Restate word for word the lines of the records below, starting at the line that contains "if let Err(e) = run().await" and ending at the line that contains "mod app_error;", with both of those lines included and nothing else.
** EXTRACTED DATA follows **
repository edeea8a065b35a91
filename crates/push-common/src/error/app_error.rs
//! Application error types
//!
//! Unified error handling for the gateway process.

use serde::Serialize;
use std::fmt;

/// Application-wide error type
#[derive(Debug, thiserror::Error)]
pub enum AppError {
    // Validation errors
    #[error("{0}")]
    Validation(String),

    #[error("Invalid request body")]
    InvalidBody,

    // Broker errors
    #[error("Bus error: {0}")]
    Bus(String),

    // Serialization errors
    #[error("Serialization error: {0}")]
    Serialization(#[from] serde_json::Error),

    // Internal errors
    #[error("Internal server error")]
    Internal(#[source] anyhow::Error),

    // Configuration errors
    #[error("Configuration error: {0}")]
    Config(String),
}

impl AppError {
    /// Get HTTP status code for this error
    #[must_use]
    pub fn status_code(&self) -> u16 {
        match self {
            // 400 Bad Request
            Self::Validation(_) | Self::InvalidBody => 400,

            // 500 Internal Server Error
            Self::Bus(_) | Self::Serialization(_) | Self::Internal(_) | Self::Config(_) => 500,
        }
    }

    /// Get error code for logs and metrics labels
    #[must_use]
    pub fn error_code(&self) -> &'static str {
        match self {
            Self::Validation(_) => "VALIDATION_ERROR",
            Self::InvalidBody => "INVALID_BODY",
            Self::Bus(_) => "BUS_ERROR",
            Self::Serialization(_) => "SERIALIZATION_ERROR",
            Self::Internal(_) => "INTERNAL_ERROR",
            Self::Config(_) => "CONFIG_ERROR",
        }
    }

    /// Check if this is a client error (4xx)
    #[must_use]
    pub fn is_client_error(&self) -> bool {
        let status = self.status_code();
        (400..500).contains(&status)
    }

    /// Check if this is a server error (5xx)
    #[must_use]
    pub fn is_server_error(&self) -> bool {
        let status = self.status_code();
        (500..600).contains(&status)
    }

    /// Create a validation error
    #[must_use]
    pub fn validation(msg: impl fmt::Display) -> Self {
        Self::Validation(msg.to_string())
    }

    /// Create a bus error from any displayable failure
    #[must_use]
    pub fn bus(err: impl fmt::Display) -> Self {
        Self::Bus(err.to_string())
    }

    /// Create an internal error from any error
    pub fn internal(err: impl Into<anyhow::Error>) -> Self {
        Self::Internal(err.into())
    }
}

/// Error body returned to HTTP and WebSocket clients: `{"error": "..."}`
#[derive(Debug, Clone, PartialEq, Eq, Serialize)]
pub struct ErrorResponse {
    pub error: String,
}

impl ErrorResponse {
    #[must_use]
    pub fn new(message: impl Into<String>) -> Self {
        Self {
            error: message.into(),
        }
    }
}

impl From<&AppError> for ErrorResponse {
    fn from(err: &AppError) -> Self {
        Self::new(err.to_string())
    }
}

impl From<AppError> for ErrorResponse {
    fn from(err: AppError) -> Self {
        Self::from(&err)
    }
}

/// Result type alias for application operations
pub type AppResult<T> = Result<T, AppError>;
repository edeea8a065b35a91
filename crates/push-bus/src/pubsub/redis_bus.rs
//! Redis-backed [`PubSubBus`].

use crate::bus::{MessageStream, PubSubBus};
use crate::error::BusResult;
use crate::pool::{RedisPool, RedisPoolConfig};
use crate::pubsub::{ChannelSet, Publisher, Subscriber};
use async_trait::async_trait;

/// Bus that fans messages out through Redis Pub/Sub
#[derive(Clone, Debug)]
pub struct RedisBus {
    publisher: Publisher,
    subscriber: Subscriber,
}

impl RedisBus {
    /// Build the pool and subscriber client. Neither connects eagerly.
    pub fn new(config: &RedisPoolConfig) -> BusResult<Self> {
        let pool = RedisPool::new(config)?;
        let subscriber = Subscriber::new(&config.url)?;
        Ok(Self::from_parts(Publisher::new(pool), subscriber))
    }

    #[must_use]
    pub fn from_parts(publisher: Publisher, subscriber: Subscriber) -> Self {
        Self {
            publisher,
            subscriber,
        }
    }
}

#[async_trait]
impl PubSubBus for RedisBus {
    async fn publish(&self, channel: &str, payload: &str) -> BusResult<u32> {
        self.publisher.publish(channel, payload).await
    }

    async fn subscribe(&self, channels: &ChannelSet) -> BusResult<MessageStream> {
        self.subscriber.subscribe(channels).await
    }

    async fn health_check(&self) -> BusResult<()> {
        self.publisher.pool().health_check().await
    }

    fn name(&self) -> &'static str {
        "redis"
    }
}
** End of EXTRACTED DATA **
** EXTRACTED DATA follows **
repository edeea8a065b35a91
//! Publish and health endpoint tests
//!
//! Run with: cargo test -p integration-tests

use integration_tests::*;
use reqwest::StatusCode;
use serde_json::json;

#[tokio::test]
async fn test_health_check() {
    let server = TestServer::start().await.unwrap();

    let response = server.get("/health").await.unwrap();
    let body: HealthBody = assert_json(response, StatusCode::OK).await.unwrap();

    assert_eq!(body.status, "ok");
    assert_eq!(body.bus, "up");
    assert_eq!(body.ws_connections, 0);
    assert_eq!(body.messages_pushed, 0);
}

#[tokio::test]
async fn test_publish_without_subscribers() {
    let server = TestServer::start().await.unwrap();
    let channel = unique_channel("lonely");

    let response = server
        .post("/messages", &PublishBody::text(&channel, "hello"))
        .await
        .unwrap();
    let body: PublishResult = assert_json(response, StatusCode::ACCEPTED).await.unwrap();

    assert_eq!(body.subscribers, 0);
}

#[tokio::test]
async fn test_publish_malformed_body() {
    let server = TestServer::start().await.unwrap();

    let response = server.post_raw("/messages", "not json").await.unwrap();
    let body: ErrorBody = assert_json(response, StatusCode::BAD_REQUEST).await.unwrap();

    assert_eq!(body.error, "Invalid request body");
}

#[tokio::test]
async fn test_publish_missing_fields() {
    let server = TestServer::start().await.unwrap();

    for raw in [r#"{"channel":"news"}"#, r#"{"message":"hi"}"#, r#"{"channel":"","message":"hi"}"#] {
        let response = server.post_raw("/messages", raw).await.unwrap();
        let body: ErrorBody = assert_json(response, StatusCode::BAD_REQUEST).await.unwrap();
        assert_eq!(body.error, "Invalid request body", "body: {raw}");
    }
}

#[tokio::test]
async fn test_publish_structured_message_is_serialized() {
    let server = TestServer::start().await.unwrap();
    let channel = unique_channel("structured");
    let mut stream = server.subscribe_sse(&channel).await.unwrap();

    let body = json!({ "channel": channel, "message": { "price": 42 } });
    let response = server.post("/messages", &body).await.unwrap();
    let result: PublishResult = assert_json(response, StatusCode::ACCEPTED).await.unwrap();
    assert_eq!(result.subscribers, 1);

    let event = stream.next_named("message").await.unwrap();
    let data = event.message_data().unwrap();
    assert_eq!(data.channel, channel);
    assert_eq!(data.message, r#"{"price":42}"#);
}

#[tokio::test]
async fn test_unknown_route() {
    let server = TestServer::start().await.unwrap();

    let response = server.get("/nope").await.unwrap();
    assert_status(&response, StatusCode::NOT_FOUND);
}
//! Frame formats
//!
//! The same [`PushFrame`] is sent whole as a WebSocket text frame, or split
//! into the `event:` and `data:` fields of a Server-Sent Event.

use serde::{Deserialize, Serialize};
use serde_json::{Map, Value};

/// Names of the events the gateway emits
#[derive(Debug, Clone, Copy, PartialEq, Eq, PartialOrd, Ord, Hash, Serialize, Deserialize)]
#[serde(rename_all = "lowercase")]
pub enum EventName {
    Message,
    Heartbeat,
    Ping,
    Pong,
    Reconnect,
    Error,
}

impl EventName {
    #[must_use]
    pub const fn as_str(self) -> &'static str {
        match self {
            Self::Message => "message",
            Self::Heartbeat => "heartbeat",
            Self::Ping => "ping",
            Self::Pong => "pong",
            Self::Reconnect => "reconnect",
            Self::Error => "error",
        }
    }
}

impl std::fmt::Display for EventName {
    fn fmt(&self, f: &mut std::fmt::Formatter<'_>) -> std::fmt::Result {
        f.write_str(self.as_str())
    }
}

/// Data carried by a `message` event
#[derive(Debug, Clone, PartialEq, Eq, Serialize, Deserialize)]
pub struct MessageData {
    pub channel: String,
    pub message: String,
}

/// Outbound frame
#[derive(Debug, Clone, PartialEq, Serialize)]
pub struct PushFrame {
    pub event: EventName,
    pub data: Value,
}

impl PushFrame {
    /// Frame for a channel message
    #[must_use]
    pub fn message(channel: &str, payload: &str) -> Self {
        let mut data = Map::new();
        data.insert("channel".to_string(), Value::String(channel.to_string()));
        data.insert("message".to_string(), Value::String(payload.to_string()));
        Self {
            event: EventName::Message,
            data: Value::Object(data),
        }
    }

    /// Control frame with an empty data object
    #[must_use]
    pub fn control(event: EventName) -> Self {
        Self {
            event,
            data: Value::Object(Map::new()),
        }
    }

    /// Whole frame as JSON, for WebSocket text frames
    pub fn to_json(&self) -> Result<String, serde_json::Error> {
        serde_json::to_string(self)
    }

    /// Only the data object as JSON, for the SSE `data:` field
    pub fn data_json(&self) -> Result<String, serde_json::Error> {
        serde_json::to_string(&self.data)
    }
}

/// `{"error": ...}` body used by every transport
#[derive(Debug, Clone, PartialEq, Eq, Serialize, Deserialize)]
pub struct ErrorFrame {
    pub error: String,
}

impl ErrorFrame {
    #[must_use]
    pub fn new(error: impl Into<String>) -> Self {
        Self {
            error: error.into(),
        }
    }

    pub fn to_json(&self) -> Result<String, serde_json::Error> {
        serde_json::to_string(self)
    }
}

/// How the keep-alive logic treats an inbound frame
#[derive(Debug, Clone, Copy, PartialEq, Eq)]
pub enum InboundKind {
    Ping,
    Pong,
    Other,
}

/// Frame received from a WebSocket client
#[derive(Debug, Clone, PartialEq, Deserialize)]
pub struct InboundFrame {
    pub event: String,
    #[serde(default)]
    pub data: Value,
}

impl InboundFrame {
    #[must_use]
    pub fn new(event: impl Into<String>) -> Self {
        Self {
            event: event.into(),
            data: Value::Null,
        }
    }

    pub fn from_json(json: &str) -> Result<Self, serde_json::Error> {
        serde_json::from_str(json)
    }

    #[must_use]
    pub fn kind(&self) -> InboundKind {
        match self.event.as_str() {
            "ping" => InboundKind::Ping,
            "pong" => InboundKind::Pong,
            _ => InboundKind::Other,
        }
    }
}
** End of EXTRACTED DATA **
** EXTRACTED DATA follows **
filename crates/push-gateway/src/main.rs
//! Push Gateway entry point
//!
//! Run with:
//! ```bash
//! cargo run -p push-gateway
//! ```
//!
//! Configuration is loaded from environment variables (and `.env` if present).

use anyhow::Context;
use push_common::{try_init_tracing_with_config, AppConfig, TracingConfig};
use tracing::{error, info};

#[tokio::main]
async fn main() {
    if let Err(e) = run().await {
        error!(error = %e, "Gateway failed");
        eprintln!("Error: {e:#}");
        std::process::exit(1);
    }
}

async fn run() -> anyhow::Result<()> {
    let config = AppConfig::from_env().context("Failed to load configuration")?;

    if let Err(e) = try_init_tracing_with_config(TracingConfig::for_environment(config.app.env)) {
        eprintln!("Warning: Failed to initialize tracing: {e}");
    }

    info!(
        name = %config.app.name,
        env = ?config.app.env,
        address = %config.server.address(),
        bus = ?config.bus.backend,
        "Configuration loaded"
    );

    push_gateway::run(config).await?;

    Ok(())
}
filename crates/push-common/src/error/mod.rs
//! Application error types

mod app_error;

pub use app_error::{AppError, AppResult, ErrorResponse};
** End of EXTRACTED DATA **
# RESULT
    if let Err(e) = run().await {
        error!(error = %e, "Gateway failed");
        eprintln!("Error: {e:#}");
        std::process::exit(1);
    }
}

async fn run() -> anyhow::Result<()> {
    let config = AppConfig::from_env().context("Failed to load configuration")?;

    if let Err(e) = try_init_tracing_with_config(TracingConfig::for_environment(config.app.env)) {
        eprintln!("Warning: Failed to initialize tracing: {e}");
    }

    info!(
        name = %config.app.name,
        env = ?config.app.env,
        address = %config.server.address(),
        bus = ?config.bus.backend,
        "Configuration loaded"
    );

    push_gateway::run(config).await?;

    Ok(())
}
filename crates/push-common/src/error/mod.rs
//! Application error types

mod app_error;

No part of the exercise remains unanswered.